Would you please return every line from the listing that contains the word "RenderContext"?

- Opening Delimiter -

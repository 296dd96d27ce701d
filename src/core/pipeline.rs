use crate::scene::context::RenderContext;
use nalgebra::{Vector2, Vector3, Vector4};
use std::ops::{Add, Mul};

/// Trait for types that can be linearly interpolated across a triangle's surface.
///
/// Requirements:
/// - Copy: cheaply duplicable values for per-vertex storage.
/// - Add + Mul<f32>: linear combination used by barycentric interpolation.
pub trait Interpolatable: Copy + Add<Output = Self> + Mul<f32, Output = Self> {
    fn zero() -> Self;
}

impl Interpolatable for f32 {
    fn zero() -> Self {
        0.0
    }
}

impl Interpolatable for Vector2<f32> {
    fn zero() -> Self {
        Vector2::zeros()
    }
}

impl Interpolatable for Vector3<f32> {
    fn zero() -> Self {
        Vector3::zeros()
    }
}

impl Interpolatable for Vector4<f32> {
    fn zero() -> Self {
        Vector4::zeros()
    }
}

/// Per-triangle varying storage: one column per vertex slot.
///
/// The vertex stage writes column `nth` once per triangle; the fragment stage
/// reads the blend of all three columns through barycentric weights.
#[derive(Debug, Clone, Copy, PartialEq)]
pub struct Varying<T: Interpolatable> {
    columns: [T; 3],
}

impl<T: Interpolatable> Default for Varying<T> {
    fn default() -> Self {
        Self {
            columns: [T::zero(); 3],
        }
    }
}

impl<T: Interpolatable> Varying<T> {
    pub fn new() -> Self {
        Self::default()
    }

    #[inline(always)]
    pub fn set(&mut self, nth: usize, value: T) {
        self.columns[nth] = value;
    }

    #[inline(always)]
    pub fn get(&self, nth: usize) -> T {
        self.columns[nth]
    }

    /// Σ bar[i] · column[i].
    #[inline(always)]
    pub fn interpolate(&self, bar: Vector3<f32>) -> T {
        self.columns[0] * bar.x + self.columns[1] * bar.y + self.columns[2] * bar.z
    }
}

/// Shader represents the programmable stages of the pipeline.
///
/// A shader carries its own per-triangle state (varyings, uniforms) and reads
/// everything else from the render context of the running pass.
pub trait Shader {
    /// Vertex shader stage.
    ///
    /// Reads vertex `nth` (0..3) of face `face` from `ctx.model`, stores the
    /// varyings for column `nth` and returns the viewport-space homogeneous
    /// position (`ctx.transforms.combined() * embed(p, 1)`, or the shader's own
    /// matrix for light-space passes).
    ///
    /// Called exactly three times per triangle before that triangle is rasterized.
    fn vertex(&mut self, ctx: &RenderContext, face: usize, nth: usize) -> Vector4<f32>;

    /// Fragment shader stage.
    ///
    /// `bar` are the barycentric weights of the pixel. Returns a linear RGB color
    /// (clamped to [0, 1] only when written), or `None` to discard the fragment:
    /// neither color nor depth is written then.
    fn fragment(&self, ctx: &RenderContext, bar: Vector3<f32>) -> Option<Vector3<f32>>;
}

#[cfg(test)]
mod tests {
    use super::*;

    #[test]
    fn interpolation_reproduces_vertex_values() {
        let mut v: Varying<Vector3<f32>> = Varying::new();
        v.set(0, Vector3::new(1.0, 0.0, 0.0));
        v.set(1, Vector3::new(0.0, 2.0, 0.0));
        v.set(2, Vector3::new(0.0, 0.0, 3.0));

        assert_eq!(v.interpolate(Vector3::x()), v.get(0));
        assert_eq!(v.interpolate(Vector3::y()), v.get(1));
        assert_eq!(v.interpolate(Vector3::z()), v.get(2));
    }

    #[test]
    fn interpolation_is_linear_in_the_weights() {
        let mut v: Varying<f32> = Varying::new();
        v.set(0, 10.0);
        v.set(1, 20.0);
        v.set(2, 40.0);

        let bar = Vector3::new(0.5, 0.25, 0.25);
        assert!((v.interpolate(bar) - 20.0).abs() < 1e-6);

        let centroid = Vector3::repeat(1.0 / 3.0);
        assert!((v.interpolate(centroid) - 70.0 / 3.0).abs() < 1e-4);
    }

    #[test]
    fn columns_are_overwritten_per_triangle() {
        let mut v: Varying<Vector2<f32>> = Varying::new();
        v.set(1, Vector2::new(0.3, 0.7));
        v.set(1, Vector2::new(0.9, 0.1));
        assert_eq!(v.get(1), Vector2::new(0.9, 0.1));
        assert_eq!(v.get(0), Vector2::zeros());
    }
}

- Closing Delimiter -

WRITTEN RESPONSE
use crate::scene::context::RenderContext;
    fn vertex(&mut self, ctx: &RenderContext, face: usize, nth: usize) -> Vector4<f32>;
    fn fragment(&self, ctx: &RenderContext, bar: Vector3<f32>) -> Option<Vector3<f32>>;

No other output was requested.